Wednesday, January 11, 2012

Placenta previa

Abnormal placenta locations during pregnancy can be a serious complication during pregnancy.  Placenta previa is associated with bleeding during pregnancy and can cause significant and life threatening bleeding.  There are three types of placenta previa-total, partial, or marginal.  In total placenta previa, the placenta completely covers the cervical os (opening),  whereas in partial placenta previa, only a portion of the cervix is covered.  In a marginal placenta, the placenta does not cover the cervix but is nearby the opening and may cause bleeding during contractions.
Placenta previa occurs in about 1 in 200 pregnancies and occurrs more often in women greater than 35 years, African American women, women who have been previously pregnant, women who smoke, women who live at higher altitude, or in women with a previous cesarean section. 
Approximately 5-15% of women will be diagnosed with a placenta previa at their 20 week anatomy scan.  90% of these women will have a normal placental location at term.  This is due to the lower aspect of the uterus growing during pregnancy which will then cause the edge of the placenta to move farther away from the cervix.
The clinical symptoms of placenta previa are painless bleeding.  This bleeding can range from spotting to hemorrhage requiring emergent surgery and delivery, although this is rare.  One third of women with a previa experience bleeding before 30 weeks gestation, 1/3 experience bleeding between 30-35 weeks gestation, and 1/3 experience bleeding after 35 weeks gestation.  If a women does experience bleeding, it is imperative for them to contact their physician for examination.  If a women is remote from term (37 weeks), their bleeding is stabilized and they may receive a blood transfusion.  If a women is at term, delivery is recommended.
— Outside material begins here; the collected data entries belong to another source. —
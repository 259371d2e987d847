use deadpool_postgres::Transaction;
use tracing::debug;

use crate::{
    database::{
        bans,
        conn::{DbError, LazyConn},
        feeds, groups, subscriptions, timelines,
    },
    entities::feed::FeedName,
    entities::post::{DestinationFeed, Post},
    entities::user::User,
    services::ServiceError,
    utils::perms::{GroupPermission, role_permissions},
};

/// How many of a feed's recent posts flow into a fresh subscriber's river.
const BACKFILL_POSTS: i64 = 30;

/// Check that the author may address every requested destination feed and
/// return the loaded descriptors.
///
/// Allowed destinations: the author's own Posts and Directs feeds, the
/// Directs feed of another active user (unless a ban crosses the pair),
/// and the Posts feed of a group the author belongs to.
pub async fn resolve_destinations(
    author: &User,
    destination_feed_ids: &[i32],
    conn: &mut LazyConn,
) -> Result<Vec<DestinationFeed>, ServiceError> {
    let loaded = feeds::load_destination_feeds(destination_feed_ids, conn).await?;
    if loaded.len() != destination_feed_ids.len() {
        return Err(ServiceError::NotFound("destination feed"));
    }

    for dest in &loaded {
        if !dest.name.is_destination() {
            return Err(ServiceError::Forbidden("feed is not a destination"));
        }

        let feed = feeds::get_feed(dest.feed_id, conn)
            .await?
            .ok_or(ServiceError::NotFound("destination feed"))?;

        if feed.user_id == author.user_id {
            continue;
        }

        match feed.name {
            FeedName::Directs => {
                if bans::is_banned(feed.user_id, author.user_id, conn).await?
                    || bans::is_banned(author.user_id, feed.user_id, conn).await?
                {
                    return Err(ServiceError::Forbidden("direct recipient unavailable"));
                }
            }
            FeedName::Posts => {
                let role = groups::member_role(feed.user_id, author.user_id, conn)
                    .await?
                    .ok_or(ServiceError::Forbidden("not a group member"))?;
                if !role_permissions(role).contains(GroupPermission::POST) {
                    return Err(ServiceError::Forbidden("cannot post to group"));
                }
            }
            _ => return Err(ServiceError::Forbidden("feed is not a destination")),
        }
    }

    Ok(loaded)
}

/// Materialize the full membership set for a new post: its destinations,
/// the author's own river, direct recipients' rivers, and the selected home
/// feeds of every subscriber of each destination Posts feed.
pub async fn fanout_feed_ids(
    author_id: i64,
    destinations: &[DestinationFeed],
    conn: &mut LazyConn,
) -> Result<Vec<i32>, DbError> {
    let mut out: Vec<i32> = destinations.iter().map(|d| d.feed_id).collect();

    let push = |id: i32, out: &mut Vec<i32>| {
        if !out.contains(&id) {
            out.push(id);
        }
    };

    if let Some(river) = feeds::get_user_named_feed(author_id, FeedName::RiverOfNews, conn).await? {
        push(river.feed_id, &mut out);
    }

    for dest in destinations {
        let Some(feed) = feeds::get_feed(dest.feed_id, conn).await? else {
            continue;
        };

        match feed.name {
            FeedName::Directs if feed.user_id != author_id => {
                if let Some(river) =
                    feeds::get_user_named_feed(feed.user_id, FeedName::RiverOfNews, conn).await?
                {
                    push(river.feed_id, &mut out);
                }
            }
            FeedName::Posts => {
                for subscriber in subscriptions::list_feed_subscribers(feed.feed_id, conn).await? {
                    for home_id in subscriber.home_feed_ids {
                        push(home_id, &mut out);
                    }
                }
            }
            _ => {}
        }
    }

    Ok(out)
}

#[derive(Debug, Clone, Copy, PartialEq, Eq)]
pub enum EngagementKind {
    Like,
    Comment,
}

impl EngagementKind {
    fn feed_name(&self) -> FeedName {
        match self {
            EngagementKind::Like => FeedName::Likes,
            EngagementKind::Comment => FeedName::Comments,
        }
    }
}

/// Write-time propagation of a like or comment.
///
/// The post lands in the actor's Likes/Comments and MyDiscussions feeds.
/// When the post is propagable it also surfaces, with a local bump, in the
/// home feeds of the actor's subscribers who can't already see it and who
/// don't cross a ban with the author.
pub async fn propagate_engagement(
    actor_id: i64,
    kind: EngagementKind,
    post: &Post,
    conn: &mut LazyConn,
    tx: &mut Transaction<'_>,
) -> Result<(), ServiceError> {
    let mut member_ids: Vec<i32> = Vec::new();

    if let Some(feed) = feeds::get_user_named_feed(actor_id, kind.feed_name(), conn).await? {
        member_ids.push(feed.feed_id);
    }
    if let Some(discussions) =
        feeds::get_user_named_feed(actor_id, FeedName::MyDiscussions, conn).await?
    {
        member_ids.push(discussions.feed_id);
    }

    let mut bumped_users: Vec<i64> = Vec::new();

    if post.is_propagable {
        if let Some(actor_posts) =
            feeds::get_user_named_feed(actor_id, FeedName::Posts, conn).await?
        {
            for subscriber in
                subscriptions::list_feed_subscribers(actor_posts.feed_id, conn).await?
            {
                if subscriber.user_id == post.user_id {
                    continue;
                }
                if bans::is_banned(subscriber.user_id, post.user_id, conn).await?
                    || bans::is_banned(post.user_id, subscriber.user_id, conn).await?
                {
                    continue;
                }

                let already_visible = subscriber
                    .home_feed_ids
                    .iter()
                    .any(|id| post.feed_ids.contains(id));
                if already_visible {
                    continue;
                }

                member_ids.extend(subscriber.home_feed_ids.iter().copied());
                bumped_users.push(subscriber.user_id);
            }
        }
    }

    timelines::add_post_to_feeds(post.post_id, &member_ids, tx).await?;
    for user_id in &bumped_users {
        timelines::insert_local_bump(post.post_id, *user_id, tx).await?;
    }

    debug!(
        post_id = post.post_id,
        actor_id,
        surfaced = bumped_users.len(),
        "engagement propagated"
    );
    Ok(())
}

/// Undo the actor-owned memberships after their last like/comment on the
/// post is gone. Home-feed copies surfaced for other viewers stay; their
/// local bumps already encode when and why they appeared.
pub async fn withdraw_engagement(
    actor_id: i64,
    kind: EngagementKind,
    post_id: i64,
    still_engaged_elsewhere: bool,
    conn: &mut LazyConn,
    tx: &mut Transaction<'_>,
) -> Result<(), ServiceError> {
    let mut member_ids: Vec<i32> = Vec::new();

    if let Some(feed) = feeds::get_user_named_feed(actor_id, kind.feed_name(), conn).await? {
        member_ids.push(feed.feed_id);
    }
    if !still_engaged_elsewhere {
        if let Some(discussions) =
            feeds::get_user_named_feed(actor_id, FeedName::MyDiscussions, conn).await?
        {
            member_ids.push(discussions.feed_id);
        }
    }

    timelines::remove_post_from_feeds(post_id, &member_ids, tx).await?;
    Ok(())
}

/// A fresh subscription pulls the target feed's recent propagable posts
/// into the selected home feeds.
pub async fn backfill_home_feeds(
    target_feed_id: i32,
    home_feed_ids: &[i32],
    conn: &mut LazyConn,
    tx: &mut Transaction<'_>,
) -> Result<u64, ServiceError> {
    let post_ids = timelines::recent_propagable_posts(target_feed_id, BACKFILL_POSTS, conn).await?;
    let mut added = 0;
    for post_id in post_ids {
        timelines::add_post_to_feeds(post_id, home_feed_ids, tx).await?;
        added += 1;
    }
    Ok(added)
}

/// After an unsubscribe, drop the target's posts out of the subscriber's
/// home feeds unless another remaining subscription or the subscriber's own
/// feeds still justify them.
pub async fn cleanup_after_unsubscribe(
    subscriber_id: i64,
    target_feed_id: i32,
    conn: &mut LazyConn,
    tx: &mut Transaction<'_>,
) -> Result<u64, ServiceError> {
    let home_ids = feeds::user_feed_ids(subscriber_id, Some(FeedName::RiverOfNews), conn).await?;
    if home_ids.is_empty() {
        return Ok(0);
    }

    let mut reachable = subscriptions::subscribed_feed_ids(subscriber_id, conn).await?;
    reachable.extend(feeds::user_feed_ids(subscriber_id, None, conn).await?);

    let removed = tx
        .execute(
            "
            UPDATE posts
            SET feed_ids = ARRAY(SELECT unnest(feed_ids) EXCEPT SELECT unnest($1::INT[]))
            WHERE destination_feed_ids @> ARRAY[$2]
              AND NOT destination_feed_ids && $3::INT[]
              AND feed_ids && $1::INT[]
            ",
            &[&home_ids, &target_feed_id, &reachable],
        )
        .await
        .map_err(DbError::from)?;

    debug!(
        subscriber_id,
        target_feed_id, removed, "unsubscribe cleanup finished"
    );
    Ok(removed)
}
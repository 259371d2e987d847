use serde::Deserialize;
use validator::{Validate, ValidationError};

fn validate_username(username: &str) -> Result<(), ValidationError> {
    if !username
        .chars()
        .all(|c| c.is_ascii_lowercase() || c.is_ascii_digit())
    {
        return Err(ValidationError::new("username_charset"));
    }
    if username.chars().next().is_some_and(|c| c.is_ascii_digit()) {
        return Err(ValidationError::new("username_starts_with_digit"));
    }
    Ok(())
}

fn validate_destinations(ids: &Vec<i32>) -> Result<(), ValidationError> {
    if ids.is_empty() {
        return Err(ValidationError::new("no_destinations"));
    }
    if ids.len() > 32 {
        return Err(ValidationError::new("too_many_destinations"));
    }
    Ok(())
}

#[derive(Debug, Deserialize, Validate)]
pub struct NewUserInput {
    #[validate(length(min = 3, max = 25), custom(function = "validate_username"))]
    pub username: String,
    #[validate(length(min = 1, max = 100))]
    pub screen_name: String,
    #[validate(email)]
    pub email: Option<String>,
    #[validate(length(min = 8, max = 72))]
    pub password: String,
    #[serde(default)]
    pub is_private: bool,
    #[serde(default)]
    pub is_protected: bool,
}

#[derive(Debug, Deserialize, Validate)]
pub struct NewGroupInput {
    #[validate(length(min = 3, max = 25), custom(function = "validate_username"))]
    pub username: String,
    #[validate(length(min = 1, max = 100))]
    pub screen_name: String,
    #[serde(default)]
    pub is_private: bool,
}

#[derive(Debug, Default, Deserialize, Validate)]
pub struct ProfileUpdateInput {
    #[validate(length(min = 1, max = 100))]
    pub screen_name: Option<String>,
    #[validate(email)]
    pub email: Option<String>,
}

#[derive(Debug, Deserialize, Validate)]
pub struct NewPostInput {
    #[validate(length(min = 1, max = 3000))]
    pub body: String,
    #[validate(custom(function = "validate_destinations"))]
    pub destination_feed_ids: Vec<i32>,
}

#[derive(Debug, Deserialize, Validate)]
pub struct NewCommentInput {
    #[validate(length(min = 1, max = 3000))]
    pub body: String,
}

#[cfg(test)]
mod tests {
    use super::*;

    #[test]
    fn usernames() {
        let ok = NewUserInput {
            username: "riverfan9".to_string(),
            screen_name: "River Fan".to_string(),
            email: None,
            password: "longenough".to_string(),
            is_private: false,
            is_protected: false,
        };
        assert!(ok.validate().is_ok());

        let mut bad = NewUserInput {
            username: "River Fan".to_string(),
            ..ok
        };
        assert!(bad.validate().is_err());

        bad.username = "9lives".to_string();
        assert!(bad.validate().is_err());

        bad.username = "ab".to_string();
        assert!(bad.validate().is_err());
    }

    #[test]
    fn post_needs_destinations() {
        let post = NewPostInput {
            body: "hello".to_string(),
            destination_feed_ids: vec![],
        };
        assert!(post.validate().is_err());

        let post = NewPostInput {
            body: "hello".to_string(),
            destination_feed_ids: vec![1],
        };
        assert!(post.validate().is_ok());
    }

    #[test]
    fn empty_bodies_rejected() {
        let comment = NewCommentInput {
            body: String::new(),
        };
        assert!(comment.validate().is_err());
    }
}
Conditions associated with placenta previa that adversely affect the pregnancy include poor fetal growth, preterm contraction or rupture of membranes, abnormal presentation of the fetus (ie breech), and placenta accreta.  Placenta accreta is a serious complication of pregnancy in which the placenta invades the uterus.  Approximately 2/3 of women with a placenta accreta will need a hysterectomy at the time of delivery secondary to the significant bleeding associated with an accreta. 
Depending on a woman's amount of bleeding due to the previa, she may be placed on activity restrictions including no heavy lifting, no intercourse, or even modified bed rest. 
Placenta previa is a serious complication in pregnancy but most women can be safely managed by their obstetrician to result in a term or near term delivery.